Journal Media Group (formerly Journal Communications) was a Milwaukee, Wisconsin-based newspaper publishing company. The company's roots were first established in 1882 as the owner of its namesake, the Milwaukee Journal, and expanded into broadcasting with the establishment of WTMJ radio and WTMJ-TV, and the acquisition of other television and radio stations.

On April 1, 2015, the E. W. Scripps Company acquired Journal Communications, and spun out the publishing operations of both Scripps and Journal into a new company known as Journal Media Group. It is led by Timothy E. Stautberg—the former head of Scripps' newspaper business, joined by previous Journal CEO Stephen J. Smith as a chairman. In 2016, Journal Media Group was acquired by Gannett.

History
The Milwaukee Journal was started in 1882, in competition with four other English-language, four German- and two Polish-language dailies. It launched WTMJ-AM (620) in 1927, and WTMJ-TV (Channel 4) in 1947. The Journal Company, until then primarily owned by local interests, introduced an employee stock trust plan in 1937, and as a result most Journal stock was eventually held by its employees (under certain restrictions). A small bloc of Journal stock was given to Harvard to fund the Nieman Fellowship program for promising journalists, and another bloc was still held by the original owning families until the IPO.

The Milwaukee Sentinel, begun in 1837 as a weekly published by city co-founder Solomon Juneau, passed through the hands of several owners before being sold to the Hearst Corporation in 1924. Hearst operated the Sentinel until 1962, when, following a long and costly strike, it abruptly announced the closing of the paper. Although Hearst claimed that the paper had lost money for years, The Journal Company, concerned about the loss of an important voice (and facing questions about its own dominance of the Milwaukee media market), agreed to buy the Sentinel name, subscription lists, and goodwill associated with the name. In 1995 the Journal and Sentinel were consolidated. The new Journal Sentinel then became a seven-day morning paper. In 1964, Journal Communications bought a part interest in Perry Printing, a commercial printer specializing in printing magazines, catalogs and free-standing inserts for publications. A decade later, in 1974, it purchased the remaining shares of the company. In 1995, it sold the operation (which by then had about 1000 employees and sales of $123 million) to the Milhous Group of California.
 

In 1968, the Midwestern Relay cable transmission division of the Journal Company was developed out of broadcast-related expertise; in 1991, Midwestern Relay acquired Norlight, a fiber-optic private carrier, and adopted the Norlight name. On February 26, 2007 Journal Communications sold the regional telecommunications provider to privately held Q-Comm Corp of Delaware. Upon closing the transaction, Q-Comm terminated Jim Ditter, who had been president of Norlight since 1995, and chief financial officer Phillip Garvey. What is now known as the Journal Community Publishing Group began in Waupaca, Wisconsin in 1972 as a publishing and printing company called Add Inc. A majority interest was purchased by Journal Communications in 1981, and the remainder in 1986. In June 2007, Journal Communications sold off its JCP interests in Louisiana, Ohio, Connecticut and Vermont. The sales brought in a combined $30 million.

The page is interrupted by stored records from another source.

//! Generated fabric nodes.

use crds::{Position, VendorInfo, VendorType};

/// A node of the generated fabric
///
/// The name is derived from position, pod index and node index on demand and
/// is never stored. Superspines carry a plane index instead of a pod index;
/// the plane only drives wiring and is not part of the name.
#[derive(Debug, Clone, PartialEq, Eq, Hash)]
pub struct FabricNode {
    position: Position,
    node_index: u32,
    pod_index: Option<u32>,
    plane_index: Option<u32>,
    uplinks_per_node: u32,
    vendor_info: VendorInfo,
}

impl FabricNode {
    /// Leaf node `node_index` of pod `pod_index` (both start at 1)
    #[must_use]
    pub fn leaf(pod_index: u32, node_index: u32, uplinks_per_node: u32, vendor_info: VendorInfo) -> Self {
        Self {
            position: Position::Leaf,
            node_index,
            pod_index: Some(pod_index),
            plane_index: None,
            uplinks_per_node,
            vendor_info,
        }
    }

    /// Spine node `node_index` of pod `pod_index` (both start at 1)
    #[must_use]
    pub fn spine(pod_index: u32, node_index: u32, uplinks_per_node: u32, vendor_info: VendorInfo) -> Self {
        Self {
            position: Position::Spine,
            node_index,
            pod_index: Some(pod_index),
            plane_index: None,
            uplinks_per_node,
            vendor_info,
        }
    }

    /// Superspine node `node_index` of plane `plane_index` (both start at 1)
    #[must_use]
    pub fn superspine(plane_index: u32, node_index: u32, uplinks_per_node: u32, vendor_info: VendorInfo) -> Self {
        Self {
            position: Position::Superspine,
            node_index,
            pod_index: None,
            plane_index: Some(plane_index),
            uplinks_per_node,
            vendor_info,
        }
    }

    /// Node name: `pod<pod>-<position><index>` or `superspine<index>`
    #[must_use]
    pub fn name(&self) -> String {
        match self.pod_index {
            Some(pod) => format!("pod{}-{}{}", pod, self.position, self.node_index),
            None => format!("{}{}", self.position, self.node_index),
        }
    }

    /// Position in the fabric
    #[must_use]
    pub fn position(&self) -> Position {
        self.position
    }

    /// Index within the tier and pod, starting at 1
    #[must_use]
    pub fn node_index(&self) -> u32 {
        self.node_index
    }

    /// Pod index, `None` for superspines
    #[must_use]
    pub fn pod_index(&self) -> Option<u32> {
        self.pod_index
    }

    /// Plane index, superspines only
    #[must_use]
    pub fn plane_index(&self) -> Option<u32> {
        self.plane_index
    }

    /// Uplinks towards every node of the tier above
    #[must_use]
    pub fn uplinks_per_node(&self) -> u32 {
        self.uplinks_per_node
    }

    /// Vendor and platform
    #[must_use]
    pub fn vendor_info(&self) -> &VendorInfo {
        &self.vendor_info
    }

    /// Vendor type
    #[must_use]
    pub fn vendor_type(&self) -> VendorType {
        self.vendor_info.vendor_type
    }

    /// Hardware platform
    #[must_use]
    pub fn platform(&self) -> &str {
        &self.vendor_info.platform
    }
}

#[cfg(test)]
mod tests {
    use super::*;

    fn srl(platform: &str) -> VendorInfo {
        VendorInfo::new(VendorType::NokiaSrl, platform)
    }

    #[test]
    fn test_pod_node_names() {
        assert_eq!(FabricNode::leaf(1, 3, 1, srl("IXR-D2")).name(), "pod1-leaf3");
        assert_eq!(FabricNode::spine(12, 2, 1, srl("IXR-D3")).name(), "pod12-spine2");
    }

    #[test]
    fn test_superspine_name_ignores_plane() {
        let plane1 = FabricNode::superspine(1, 2, 1, srl("IXR-D3"));
        let plane2 = FabricNode::superspine(2, 2, 1, srl("IXR-D3"));
        assert_eq!(plane1.name(), "superspine2");
        assert_eq!(plane1.name(), plane2.name());
        assert_ne!(plane1, plane2);
        assert_eq!(plane2.plane_index(), Some(2));
        assert_eq!(plane2.pod_index(), None);
    }
}
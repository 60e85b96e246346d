//! Fabric generation errors.
//!
//! Template validation and uplink errors are permanent: they need a template
//! fix. Resolver errors are passed through as-is and the caller decides
//! whether to retry (a missing reference usually resolves itself once the
//! referenced object is applied).

use thiserror::Error;

use crate::resolver::ResolveError;

/// Errors that can occur while generating a fabric
#[derive(Debug, Error)]
pub enum FabricError {
    /// A pod entry defines tiers natively and also references a template or definition
    #[error("pod {pod}: native pod definition can not be mixed with template/definition references")]
    MixedDefinition {
        /// Pod entry ordinal (0-based)
        pod: usize,
    },

    /// Tier label other than "tier2" or "tier3"
    #[error("pod {pod}: invalid tier kind {kind:?}, expected \"tier2\" or \"tier3\"")]
    InvalidTierKind {
        /// Pod entry ordinal (0-based)
        pod: usize,
        /// Offending label
        kind: String,
    },

    /// The same tier is given twice in one pod entry
    #[error("pod {pod}: tier {kind} is defined more than once")]
    DuplicateTier {
        /// Pod entry ordinal (0-based)
        pod: usize,
        /// Duplicated tier label
        kind: &'static str,
    },

    /// A child template references yet another template or definition
    #[error("child template {template} cannot reference another template or definition")]
    ChildWithReference {
        /// Child template reference
        template: String,
    },

    /// A child template sets a pod number other than 1
    #[error("child template {template} can only define 1 pod instance, got {pod_number}")]
    ChildPodNumber {
        /// Child template reference
        template: String,
        /// Requested pod number
        pod_number: u32,
    },

    /// A child template does not hold exactly one pod entry
    #[error("child template {template} must define exactly 1 pod, got {count}")]
    ChildPodCount {
        /// Child template reference
        template: String,
        /// Number of pod entries found
        count: usize,
    },

    /// A root pod entry without references does not set a pod number
    #[error("pod {pod}: a pod template without references must define a pod number")]
    MissingPodNumber {
        /// Pod entry ordinal (0-based)
        pod: usize,
    },

    /// A root pod entry with a reference also sets a pod number
    #[error("pod {pod}: a pod template with a reference cannot define the pod number")]
    ReferenceWithPodNumber {
        /// Pod entry ordinal (0-based)
        pod: usize,
    },

    /// A pod entry sets both a template and a definition reference
    #[error("pod {pod}: only one of templateReference and definitionReference may be set")]
    MultipleReferences {
        /// Pod entry ordinal (0-based)
        pod: usize,
    },

    /// A definition referenced by a pod is associated with more than one template
    #[error("definition {definition} must have exactly 1 template, got {count}")]
    MultipleTemplatesOnDefinition {
        /// Definition reference
        definition: String,
        /// Number of templates on the definition
        count: usize,
    },

    /// Uplink maximum outside the supported range
    #[error("{field} must be between 1 and 4, got {value}")]
    UplinkMaxOutOfRange {
        /// Template field name
        field: &'static str,
        /// Configured value
        value: u32,
    },

    /// A tier with nodes has no vendor information to assign
    #[error("{tier} defines {node_number} nodes but no vendorInfo")]
    EmptyVendorInfo {
        /// Tier label
        tier: &'static str,
        /// Number of nodes requested
        node_number: u32,
    },

    /// A node has more uplinks than the configured maximum
    #[error("uplink per node {uplinks} of {node} can not be bigger than {field} {max}")]
    UplinkExceedsMax {
        /// Node name
        node: String,
        /// Uplinks configured on the node
        uplinks: u32,
        /// Template field holding the maximum
        field: &'static str,
        /// Configured maximum
        max: u32,
    },

    /// Template or definition lookup failed
    #[error(transparent)]
    Resolve(#[from] ResolveError),
}

impl FabricError {
    /// Whether the error comes from a referenced object that does not exist yet
    #[must_use]
    pub fn is_reference_not_found(&self) -> bool {
        matches!(self, FabricError::Resolve(e) if e.is_not_found())
    }
}
//! Generated fabric links.

use crate::node::FabricNode;

/// One side of a link: a node and one of its interfaces
#[derive(Debug, Clone, PartialEq, Eq, Hash)]
pub struct Endpoint {
    /// Node owning the interface
    pub node: FabricNode,
    /// Interface name (e.g., "int-1/49")
    pub if_name: String,
}

impl Endpoint {
    /// Create an endpoint
    pub fn new(node: FabricNode, if_name: impl Into<String>) -> Self {
        Self {
            node,
            if_name: if_name.into(),
        }
    }
}

/// A point-to-point link of the generated fabric
///
/// Endpoint A is the upper-tier node (spine or superspine), endpoint B the
/// lower-tier node.
#[derive(Debug, Clone, PartialEq, Eq, Hash)]
pub struct FabricLink {
    endpoint_a: Endpoint,
    endpoint_b: Endpoint,
}

impl FabricLink {
    /// Create a link between two endpoints
    #[must_use]
    pub fn new(endpoint_a: Endpoint, endpoint_b: Endpoint) -> Self {
        Self {
            endpoint_a,
            endpoint_b,
        }
    }

    /// Link name: `<nodeA>-<ifA>-<nodeB>-<ifB>` with every `/` replaced by `-`
    #[must_use]
    pub fn name(&self) -> String {
        format!(
            "{}-{}-{}-{}",
            self.endpoint_a.node.name(),
            self.endpoint_a.if_name,
            self.endpoint_b.node.name(),
            self.endpoint_b.if_name
        )
        .replace('/', "-")
    }

    /// Upper-tier endpoint
    #[must_use]
    pub fn endpoint_a(&self) -> &Endpoint {
        &self.endpoint_a
    }

    /// Lower-tier endpoint
    #[must_use]
    pub fn endpoint_b(&self) -> &Endpoint {
        &self.endpoint_b
    }
}

#[cfg(test)]
mod tests {
    use super::*;
    use crds::{VendorInfo, VendorType};

    #[test]
    fn test_link_name_is_flat() {
        let vendor = VendorInfo::new(VendorType::NokiaSrl, "IXR-D3");
        let link = FabricLink::new(
            Endpoint::new(FabricNode::spine(1, 1, 1, vendor.clone()), "int-1/3"),
            Endpoint::new(FabricNode::leaf(1, 3, 1, vendor), "int-1/27"),
        );
        assert_eq!(link.name(), "pod1-spine1-int-1-3-pod1-leaf3-int-1-27");
        assert!(!link.name().contains('/'));
        assert_eq!(link.endpoint_a().if_name, "int-1/3");
    }
}
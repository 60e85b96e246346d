//! Topology CRD Definitions
//!
//! Kubernetes Custom Resource Definitions for the `topo.yndd.io` API group:
//! fabric templates and definitions (intent), and the topology nodes and
//! links rendered from them (inventory).

pub mod references;
pub mod vendor;
pub mod template;
pub mod definition;
pub mod topology_node;
pub mod topology_link;

pub use references::*;
pub use vendor::*;
pub use template::*;
pub use definition::*;
pub use topology_node::*;
pub use topology_link::*;

/// API group served by every topology CRD
pub const API_GROUP: &str = "topo.yndd.io";

/// API version served by every topology CRD
pub const API_VERSION: &str = "v1alpha1";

The company sold 11 community newspapers, five shoppers and two printing plants in Connecticut and Vermont to Hersam Acorn Newspapers. In Ohio, Journal sold eight shoppers, numerous specialty print products and the Advantage Press commercial printing business to Gannett Company. It also sold its Louisiana-based publishing business to a Target Media Partners affiliate. In 1999 Journal Communications acquired the Great Empire radio group (13 radio stations in 4 states). The corporation had its initial public offering of Class A shares in 2003. For decades, Journal Communications was criticized with concerns about being a media monopoly in the Milwaukee area. It created the now-defunct alternative papers MKE and ¡Aqui! Milwaukee to regain advertising dollars lost to local independents like the Shepherd Express and the Milwaukee Spanish Journal.

As Journal Media Group
On July 30, 2014, it was announced that Journal would be acquired by the E. W. Scripps Company in an all-stock transaction. Scripps would retain the two firms' broadcasting properties, while both the Scripps and Journal print properties would be spun off as Journal Media Group. The FCC approved the deal on December 12, 2014, and it was approved by shareholders on March 11, 2015. The merger and spin-off were finalized on April 1, 2015; Stephen J. Smith was replaced as CEO by Timothy E. Stautberg—the former head of Scripps' newspaper operation. Although Journal Media Group was based at Journal Communications' old headquarters in Milwaukee, the latter company was legally defunct, having been absorbed into Scripps and renamed "Desk BC Merger, LLC".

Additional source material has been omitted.